(Saved entries)
#####
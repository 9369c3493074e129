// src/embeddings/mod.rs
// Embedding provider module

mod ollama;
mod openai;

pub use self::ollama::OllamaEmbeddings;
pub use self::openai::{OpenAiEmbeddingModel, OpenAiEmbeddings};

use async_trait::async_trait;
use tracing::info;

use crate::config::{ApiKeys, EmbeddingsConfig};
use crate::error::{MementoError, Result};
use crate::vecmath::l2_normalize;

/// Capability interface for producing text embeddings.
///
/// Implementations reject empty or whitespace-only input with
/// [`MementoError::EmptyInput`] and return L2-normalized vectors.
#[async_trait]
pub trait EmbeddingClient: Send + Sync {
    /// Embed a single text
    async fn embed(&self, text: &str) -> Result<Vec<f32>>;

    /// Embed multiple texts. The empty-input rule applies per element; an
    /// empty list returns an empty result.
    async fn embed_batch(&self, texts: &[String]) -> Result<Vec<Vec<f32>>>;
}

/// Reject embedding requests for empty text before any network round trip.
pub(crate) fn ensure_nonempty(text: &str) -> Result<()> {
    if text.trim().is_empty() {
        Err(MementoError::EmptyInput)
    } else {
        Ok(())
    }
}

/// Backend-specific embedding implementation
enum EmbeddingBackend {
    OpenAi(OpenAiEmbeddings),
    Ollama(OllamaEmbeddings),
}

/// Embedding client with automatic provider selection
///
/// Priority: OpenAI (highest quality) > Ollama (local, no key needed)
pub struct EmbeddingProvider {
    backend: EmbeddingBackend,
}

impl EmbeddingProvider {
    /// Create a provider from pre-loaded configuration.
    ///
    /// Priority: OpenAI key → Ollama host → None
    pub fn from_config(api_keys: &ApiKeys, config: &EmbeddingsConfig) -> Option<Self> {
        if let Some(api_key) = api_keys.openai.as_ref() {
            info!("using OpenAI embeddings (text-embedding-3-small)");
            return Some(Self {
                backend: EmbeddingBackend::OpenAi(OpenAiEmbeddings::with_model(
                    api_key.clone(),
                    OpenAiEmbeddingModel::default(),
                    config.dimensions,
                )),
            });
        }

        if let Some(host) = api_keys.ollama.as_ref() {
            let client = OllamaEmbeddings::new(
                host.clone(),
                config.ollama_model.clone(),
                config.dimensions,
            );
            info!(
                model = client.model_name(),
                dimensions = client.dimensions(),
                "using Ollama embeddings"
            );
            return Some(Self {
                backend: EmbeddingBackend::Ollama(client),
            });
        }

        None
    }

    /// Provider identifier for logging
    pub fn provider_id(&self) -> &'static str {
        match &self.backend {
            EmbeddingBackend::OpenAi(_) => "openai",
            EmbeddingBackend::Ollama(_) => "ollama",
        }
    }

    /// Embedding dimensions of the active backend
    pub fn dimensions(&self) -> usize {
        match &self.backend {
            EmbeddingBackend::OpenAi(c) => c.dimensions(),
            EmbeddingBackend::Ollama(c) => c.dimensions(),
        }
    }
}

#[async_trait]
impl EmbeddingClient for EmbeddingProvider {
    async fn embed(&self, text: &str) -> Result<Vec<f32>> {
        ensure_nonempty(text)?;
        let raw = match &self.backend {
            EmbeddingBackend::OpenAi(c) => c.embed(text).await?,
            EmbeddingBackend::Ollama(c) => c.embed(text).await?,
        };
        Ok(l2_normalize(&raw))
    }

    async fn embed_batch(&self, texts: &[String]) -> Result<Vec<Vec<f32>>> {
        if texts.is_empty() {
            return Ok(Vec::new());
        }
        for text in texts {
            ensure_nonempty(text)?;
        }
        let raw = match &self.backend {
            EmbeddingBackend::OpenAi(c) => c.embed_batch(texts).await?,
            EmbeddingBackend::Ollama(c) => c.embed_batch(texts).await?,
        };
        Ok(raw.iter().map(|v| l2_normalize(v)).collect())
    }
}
#####
#### YOUR OBJECTIVE:
Without leaving anything out, quote all the data.

#### TASK RESPONSE:
repository 9369c3493074e129
// src/embeddings/mod.rs
// Embedding provider module

mod ollama;
mod openai;

pub use self::ollama::OllamaEmbeddings;
pub use self::openai::{OpenAiEmbeddingModel, OpenAiEmbeddings};

use async_trait::async_trait;
use tracing::info;

use crate::config::{ApiKeys, EmbeddingsConfig};
use crate::error::{MementoError, Result};
use crate::vecmath::l2_normalize;

/// Capability interface for producing text embeddings.
///
/// Implementations reject empty or whitespace-only input with
/// [`MementoError::EmptyInput`] and return L2-normalized vectors.
#[async_trait]
pub trait EmbeddingClient: Send + Sync {
    /// Embed a single text
    async fn embed(&self, text: &str) -> Result<Vec<f32>>;

    /// Embed multiple texts. The empty-input rule applies per element; an
    /// empty list returns an empty result.
    async fn embed_batch(&self, texts: &[String]) -> Result<Vec<Vec<f32>>>;
}

/// Reject embedding requests for empty text before any network round trip.
pub(crate) fn ensure_nonempty(text: &str) -> Result<()> {
    if text.trim().is_empty() {
        Err(MementoError::EmptyInput)
    } else {
        Ok(())
    }
}

/// Backend-specific embedding implementation
enum EmbeddingBackend {
    OpenAi(OpenAiEmbeddings),
    Ollama(OllamaEmbeddings),
}

/// Embedding client with automatic provider selection
///
/// Priority: OpenAI (highest quality) > Ollama (local, no key needed)
pub struct EmbeddingProvider {
    backend: EmbeddingBackend,
}

impl EmbeddingProvider {
    /// Create a provider from pre-loaded configuration.
    ///
    /// Priority: OpenAI key → Ollama host → None
    pub fn from_config(api_keys: &ApiKeys, config: &EmbeddingsConfig) -> Option<Self> {
        if let Some(api_key) = api_keys.openai.as_ref() {
            info!("using OpenAI embeddings (text-embedding-3-small)");
            return Some(Self {
                backend: EmbeddingBackend::OpenAi(OpenAiEmbeddings::with_model(
                    api_key.clone(),
                    OpenAiEmbeddingModel::default(),
                    config.dimensions,
                )),
            });
        }

        if let Some(host) = api_keys.ollama.as_ref() {
            let client = OllamaEmbeddings::new(
                host.clone(),
                config.ollama_model.clone(),
                config.dimensions,
            );
            info!(
                model = client.model_name(),
                dimensions = client.dimensions(),
                "using Ollama embeddings"
            );
            return Some(Self {
                backend: EmbeddingBackend::Ollama(client),
            });
        }

        None
    }

    /// Provider identifier for logging
    pub fn provider_id(&self) -> &'static str {
        match &self.backend {
            EmbeddingBackend::OpenAi(_) => "openai",
            EmbeddingBackend::Ollama(_) => "ollama",
        }
    }

    /// Embedding dimensions of the active backend
    pub fn dimensions(&self) -> usize {
        match &self.backend {
            EmbeddingBackend::OpenAi(c) => c.dimensions(),
            EmbeddingBackend::Ollama(c) => c.dimensions(),
        }
    }
}

#[async_trait]
impl EmbeddingClient for EmbeddingProvider {
    async fn embed(&self, text: &str) -> Result<Vec<f32>> {
        ensure_nonempty(text)?;
        let raw = match &self.backend {
            EmbeddingBackend::OpenAi(c) => c.embed(text).await?,
            EmbeddingBackend::Ollama(c) => c.embed(text).await?,
        };
        Ok(l2_normalize(&raw))
    }

    async fn embed_batch(&self, texts: &[String]) -> Result<Vec<Vec<f32>>> {
        if texts.is_empty() {
            return Ok(Vec::new());
        }
        for text in texts {
            ensure_nonempty(text)?;
        }
        let raw = match &self.backend {
            EmbeddingBackend::OpenAi(c) => c.embed_batch(texts).await?,
            EmbeddingBackend::Ollama(c) => c.embed_batch(texts).await?,
        };
        Ok(raw.iter().map(|v| l2_normalize(v)).collect())
    }
}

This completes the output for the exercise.